## [What you have to do]
Starting at the top line and ending at the last, restate the records exactly.

================

use serde::{Deserialize, Serialize};
use std::fmt;
use std::str::FromStr;
use thiserror::Error;

use crate::model::ids::QuestionId;

//
// ─── ERRORS ────────────────────────────────────────────────────────────────────
//

#[derive(Debug, Error, Clone, PartialEq, Eq)]
#[non_exhaustive]
pub enum QuestionError {
    #[error("question {id}: prompt cannot be empty")]
    EmptyPrompt { id: QuestionId },

    #[error("question {id}: needs at least two options, got {count}")]
    TooFewOptions { id: QuestionId, count: usize },

    #[error("question {id}: more than {max} options", max = OptionToken::MAX_OPTIONS)]
    TooManyOptions { id: QuestionId },

    #[error("question {id}: option {index} is blank")]
    BlankOption { id: QuestionId, index: usize },

    #[error("question {id}: correct token '{token}' is outside its {count} options")]
    CorrectTokenOutOfRange {
        id: QuestionId,
        token: OptionToken,
        count: usize,
    },
}

#[derive(Debug, Error, Clone, PartialEq, Eq)]
#[error("invalid option token: {raw:?}")]
pub struct ParseTokenError {
    raw: String,
}

//
// ─── OPTION TOKEN ──────────────────────────────────────────────────────────────
//

/// Stable answer key for an option: `a` for the first option, `b` for the second, ...
///
/// Grading compares tokens, never option text.
#[derive(Clone, Copy, PartialEq, Eq, Hash, PartialOrd, Ord, Serialize, Deserialize)]
#[serde(try_from = "String", into = "String")]
pub struct OptionToken(u8);

impl OptionToken {
    pub const MAX_OPTIONS: usize = 26;

    /// Token for the option at `index` (zero-based).
    #[must_use]
    pub fn from_index(index: usize) -> Option<Self> {
        u8::try_from(index)
            .ok()
            .filter(|i| usize::from(*i) < Self::MAX_OPTIONS)
            .map(|i| Self(b'a' + i))
    }

    /// Token for a letter; case-insensitive.
    #[must_use]
    pub fn from_letter(letter: char) -> Option<Self> {
        let lower = letter.to_ascii_lowercase();
        lower
            .is_ascii_lowercase()
            .then(|| Self(lower as u8))
    }

    /// Zero-based position of the option this token selects.
    #[must_use]
    pub fn index(self) -> usize {
        usize::from(self.0 - b'a')
    }

    #[must_use]
    pub fn as_char(self) -> char {
        char::from(self.0)
    }
}

impl fmt::Debug for OptionToken {
    fn fmt(&self, f: &mut fmt::Formatter<'_>) -> fmt::Result {
        write!(f, "OptionToken({})", self.as_char())
    }
}

impl fmt::Display for OptionToken {
    fn fmt(&self, f: &mut fmt::Formatter<'_>) -> fmt::Result {
        write!(f, "{}", self.as_char())
    }
}

impl FromStr for OptionToken {
    type Err = ParseTokenError;

    fn from_str(s: &str) -> Result<Self, Self::Err> {
        let mut chars = s.trim().chars();
        match (chars.next(), chars.next()) {
            (Some(c), None) => Self::from_letter(c),
            _ => None,
        }
        .ok_or_else(|| ParseTokenError { raw: s.to_owned() })
    }
}

impl TryFrom<String> for OptionToken {
    type Error = ParseTokenError;

    fn try_from(value: String) -> Result<Self, Self::Error> {
        value.parse()
    }
}

impl From<OptionToken> for String {
    fn from(token: OptionToken) -> Self {
        token.as_char().to_string()
    }
}

//
// ─── QUESTION ──────────────────────────────────────────────────────────────────
//

/// A single multiple-choice item.
#[derive(Debug, Clone, PartialEq, Eq)]
pub struct Question {
    id: QuestionId,
    prompt: String,
    options: Vec<String>,
    correct: OptionToken,
}

impl Question {
    /// Build a validated question.
    ///
    /// # Errors
    ///
    /// Returns `QuestionError` if the prompt is empty, there are fewer than two
    /// (or more than 26) options, an option is blank, or `correct` does not
    /// point at one of the options.
    pub fn new(
        id: QuestionId,
        prompt: impl Into<String>,
        options: Vec<String>,
        correct: OptionToken,
    ) -> Result<Self, QuestionError> {
        let prompt = prompt.into();
        if prompt.trim().is_empty() {
            return Err(QuestionError::EmptyPrompt { id });
        }
        if options.len() < 2 {
            return Err(QuestionError::TooFewOptions {
                id,
                count: options.len(),
            });
        }
        if options.len() > OptionToken::MAX_OPTIONS {
            return Err(QuestionError::TooManyOptions { id });
        }
        if let Some(index) = options.iter().position(|o| o.trim().is_empty()) {
            return Err(QuestionError::BlankOption { id, index });
        }
        if correct.index() >= options.len() {
            return Err(QuestionError::CorrectTokenOutOfRange {
                id,
                token: correct,
                count: options.len(),
            });
        }

        Ok(Self {
            id,
            prompt,
            options,
            correct,
        })
    }

    #[must_use]
    pub fn id(&self) -> QuestionId {
        self.id
    }

    #[must_use]
    pub fn prompt(&self) -> &str {
        &self.prompt
    }

    #[must_use]
    pub fn options(&self) -> &[String] {
        &self.options
    }

    #[must_use]
    pub fn correct_token(&self) -> OptionToken {
        self.correct
    }

    /// Options paired with their tokens, in display order.
    pub fn tokens(&self) -> impl Iterator<Item = (OptionToken, &str)> {
        self.options
            .iter()
            .enumerate()
            .filter_map(|(i, text)| OptionToken::from_index(i).map(|t| (t, text.as_str())))
    }

    #[must_use]
    pub fn has_option(&self, token: OptionToken) -> bool {
        token.index() < self.options.len()
    }
}

#[cfg(test)]
mod tests {
    use super::*;

    fn opts(items: &[&str]) -> Vec<String> {
        items.iter().map(|s| (*s).to_owned()).collect()
    }

    fn token(c: char) -> OptionToken {
        OptionToken::from_letter(c).unwrap()
    }

    #[test]
    fn tokens_follow_option_positions() {
        assert_eq!(OptionToken::from_index(0), Some(token('a')));
        assert_eq!(OptionToken::from_index(3), Some(token('d')));
        assert_eq!(OptionToken::from_index(26), None);
        assert_eq!(token('c').index(), 2);
    }

    #[test]
    fn token_parse_normalizes_case() {
        let parsed: OptionToken = " B ".parse().unwrap();
        assert_eq!(parsed, token('b'));
        assert_eq!(parsed.to_string(), "b");
        assert!("ab".parse::<OptionToken>().is_err());
        assert!("1".parse::<OptionToken>().is_err());
        assert!("".parse::<OptionToken>().is_err());
    }

    #[test]
    fn token_serializes_as_letter() {
        assert_eq!(serde_json::to_string(&token('a')).unwrap(), "\"a\"");
        let back: OptionToken = serde_json::from_str("\"d\"").unwrap();
        assert_eq!(back, token('d'));
        assert!(serde_json::from_str::<OptionToken>("\"??\"").is_err());
    }

    #[test]
    fn question_lists_tokens_in_order() {
        let q = Question::new(
            QuestionId::new(1),
            "She ___ to school.",
            opts(&["go", "goes", "going"]),
            token('b'),
        )
        .unwrap();

        let listed: Vec<_> = q.tokens().map(|(t, text)| (t.as_char(), text)).collect();
        assert_eq!(listed, vec![('a', "go"), ('b', "goes"), ('c', "going")]);
        assert!(q.has_option(token('c')));
        assert!(!q.has_option(token('d')));
    }

    #[test]
    fn question_rejects_out_of_range_correct_token() {
        let err = Question::new(QuestionId::new(1), "Q", opts(&["x", "y"]), token('c'))
            .unwrap_err();
        assert!(matches!(err, QuestionError::CorrectTokenOutOfRange { count: 2, .. }));
    }

    #[test]
    fn question_rejects_bad_shapes() {
        assert!(matches!(
            Question::new(QuestionId::new(1), "  ", opts(&["x", "y"]), token('a')),
            Err(QuestionError::EmptyPrompt { .. })
        ));
        assert!(matches!(
            Question::new(QuestionId::new(1), "Q", opts(&["x"]), token('a')),
            Err(QuestionError::TooFewOptions { count: 1, .. })
        ));
        assert!(matches!(
            Question::new(QuestionId::new(1), "Q", opts(&["x", " "]), token('a')),
            Err(QuestionError::BlankOption { index: 1, .. })
        ));
    }
}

================

## [Result of the exercise]
use serde::{Deserialize, Serialize};
use std::fmt;
use std::str::FromStr;
use thiserror::Error;

use crate::model::ids::QuestionId;

//
// ─── ERRORS ────────────────────────────────────────────────────────────────────
//

#[derive(Debug, Error, Clone, PartialEq, Eq)]
#[non_exhaustive]
pub enum QuestionError {
    #[error("question {id}: prompt cannot be empty")]
    EmptyPrompt { id: QuestionId },

    #[error("question {id}: needs at least two options, got {count}")]
    TooFewOptions { id: QuestionId, count: usize },

    #[error("question {id}: more than {max} options", max = OptionToken::MAX_OPTIONS)]
    TooManyOptions { id: QuestionId },

    #[error("question {id}: option {index} is blank")]
    BlankOption { id: QuestionId, index: usize },

    #[error("question {id}: correct token '{token}' is outside its {count} options")]
    CorrectTokenOutOfRange {
        id: QuestionId,
        token: OptionToken,
        count: usize,
    },
}

#[derive(Debug, Error, Clone, PartialEq, Eq)]
#[error("invalid option token: {raw:?}")]
pub struct ParseTokenError {
    raw: String,
}

//
// ─── OPTION TOKEN ──────────────────────────────────────────────────────────────
//

/// Stable answer key for an option: `a` for the first option, `b` for the second, ...
///
/// Grading compares tokens, never option text.
#[derive(Clone, Copy, PartialEq, Eq, Hash, PartialOrd, Ord, Serialize, Deserialize)]
#[serde(try_from = "String", into = "String")]
pub struct OptionToken(u8);

impl OptionToken {
    pub const MAX_OPTIONS: usize = 26;

    /// Token for the option at `index` (zero-based).
    #[must_use]
    pub fn from_index(index: usize) -> Option<Self> {
        u8::try_from(index)
            .ok()
            .filter(|i| usize::from(*i) < Self::MAX_OPTIONS)
            .map(|i| Self(b'a' + i))
    }

    /// Token for a letter; case-insensitive.
    #[must_use]
    pub fn from_letter(letter: char) -> Option<Self> {
        let lower = letter.to_ascii_lowercase();
        lower
            .is_ascii_lowercase()
            .then(|| Self(lower as u8))
    }

    /// Zero-based position of the option this token selects.
    #[must_use]
    pub fn index(self) -> usize {
        usize::from(self.0 - b'a')
    }

    #[must_use]
    pub fn as_char(self) -> char {
        char::from(self.0)
    }
}

impl fmt::Debug for OptionToken {
    fn fmt(&self, f: &mut fmt::Formatter<'_>) -> fmt::Result {
        write!(f, "OptionToken({})", self.as_char())
    }
}

impl fmt::Display for OptionToken {
    fn fmt(&self, f: &mut fmt::Formatter<'_>) -> fmt::Result {
        write!(f, "{}", self.as_char())
    }
}

impl FromStr for OptionToken {
    type Err = ParseTokenError;

    fn from_str(s: &str) -> Result<Self, Self::Err> {
        let mut chars = s.trim().chars();
        match (chars.next(), chars.next()) {
            (Some(c), None) => Self::from_letter(c),
            _ => None,
        }
        .ok_or_else(|| ParseTokenError { raw: s.to_owned() })
    }
}

impl TryFrom<String> for OptionToken {
    type Error = ParseTokenError;

    fn try_from(value: String) -> Result<Self, Self::Error> {
        value.parse()
    }
}

impl From<OptionToken> for String {
    fn from(token: OptionToken) -> Self {
        token.as_char().to_string()
    }
}

//
// ─── QUESTION ──────────────────────────────────────────────────────────────────
//

/// A single multiple-choice item.
#[derive(Debug, Clone, PartialEq, Eq)]
pub struct Question {
    id: QuestionId,
    prompt: String,
    options: Vec<String>,
    correct: OptionToken,
}

impl Question {
    /// Build a validated question.
    ///
    /// # Errors
    ///
    /// Returns `QuestionError` if the prompt is empty, there are fewer than two
    /// (or more than 26) options, an option is blank, or `correct` does not
    /// point at one of the options.
    pub fn new(
        id: QuestionId,
        prompt: impl Into<String>,
        options: Vec<String>,
        correct: OptionToken,
    ) -> Result<Self, QuestionError> {
        let prompt = prompt.into();
        if prompt.trim().is_empty() {
            return Err(QuestionError::EmptyPrompt { id });
        }
        if options.len() < 2 {
            return Err(QuestionError::TooFewOptions {
                id,
                count: options.len(),
            });
        }
        if options.len() > OptionToken::MAX_OPTIONS {
            return Err(QuestionError::TooManyOptions { id });
        }
        if let Some(index) = options.iter().position(|o| o.trim().is_empty()) {
            return Err(QuestionError::BlankOption { id, index });
        }
        if correct.index() >= options.len() {
            return Err(QuestionError::CorrectTokenOutOfRange {
                id,
                token: correct,
                count: options.len(),
            });
        }

        Ok(Self {
            id,
            prompt,
            options,
            correct,
        })
    }

    #[must_use]
    pub fn id(&self) -> QuestionId {
        self.id
    }

    #[must_use]
    pub fn prompt(&self) -> &str {
        &self.prompt
    }

    #[must_use]
    pub fn options(&self) -> &[String] {
        &self.options
    }

    #[must_use]
    pub fn correct_token(&self) -> OptionToken {
        self.correct
    }

    /// Options paired with their tokens, in display order.
    pub fn tokens(&self) -> impl Iterator<Item = (OptionToken, &str)> {
        self.options
            .iter()
            .enumerate()
            .filter_map(|(i, text)| OptionToken::from_index(i).map(|t| (t, text.as_str())))
    }

    #[must_use]
    pub fn has_option(&self, token: OptionToken) -> bool {
        token.index() < self.options.len()
    }
}

#[cfg(test)]
mod tests {
    use super::*;

    fn opts(items: &[&str]) -> Vec<String> {
        items.iter().map(|s| (*s).to_owned()).collect()
    }

    fn token(c: char) -> OptionToken {
        OptionToken::from_letter(c).unwrap()
    }

    #[test]
    fn tokens_follow_option_positions() {
        assert_eq!(OptionToken::from_index(0), Some(token('a')));
        assert_eq!(OptionToken::from_index(3), Some(token('d')));
        assert_eq!(OptionToken::from_index(26), None);
        assert_eq!(token('c').index(), 2);
    }

    #[test]
    fn token_parse_normalizes_case() {
        let parsed: OptionToken = " B ".parse().unwrap();
        assert_eq!(parsed, token('b'));
        assert_eq!(parsed.to_string(), "b");
        assert!("ab".parse::<OptionToken>().is_err());
        assert!("1".parse::<OptionToken>().is_err());
        assert!("".parse::<OptionToken>().is_err());
    }

    #[test]
    fn token_serializes_as_letter() {
        assert_eq!(serde_json::to_string(&token('a')).unwrap(), "\"a\"");
        let back: OptionToken = serde_json::from_str("\"d\"").unwrap();
        assert_eq!(back, token('d'));
        assert!(serde_json::from_str::<OptionToken>("\"??\"").is_err());
    }

    #[test]
    fn question_lists_tokens_in_order() {
        let q = Question::new(
            QuestionId::new(1),
            "She ___ to school.",
            opts(&["go", "goes", "going"]),
            token('b'),
        )
        .unwrap();

        let listed: Vec<_> = q.tokens().map(|(t, text)| (t.as_char(), text)).collect();
        assert_eq!(listed, vec![('a', "go"), ('b', "goes"), ('c', "going")]);
        assert!(q.has_option(token('c')));
        assert!(!q.has_option(token('d')));
    }

    #[test]
    fn question_rejects_out_of_range_correct_token() {
        let err = Question::new(QuestionId::new(1), "Q", opts(&["x", "y"]), token('c'))
            .unwrap_err();
        assert!(matches!(err, QuestionError::CorrectTokenOutOfRange { count: 2, .. }));
    }

    #[test]
    fn question_rejects_bad_shapes() {
        assert!(matches!(
            Question::new(QuestionId::new(1), "  ", opts(&["x", "y"]), token('a')),
            Err(QuestionError::EmptyPrompt { .. })
        ));
        assert!(matches!(
            Question::new(QuestionId::new(1), "Q", opts(&["x"]), token('a')),
            Err(QuestionError::TooFewOptions { count: 1, .. })
        ));
        assert!(matches!(
            Question::new(QuestionId::new(1), "Q", opts(&["x", " "]), token('a')),
            Err(QuestionError::BlankOption { index: 1, .. })
        ));
    }
}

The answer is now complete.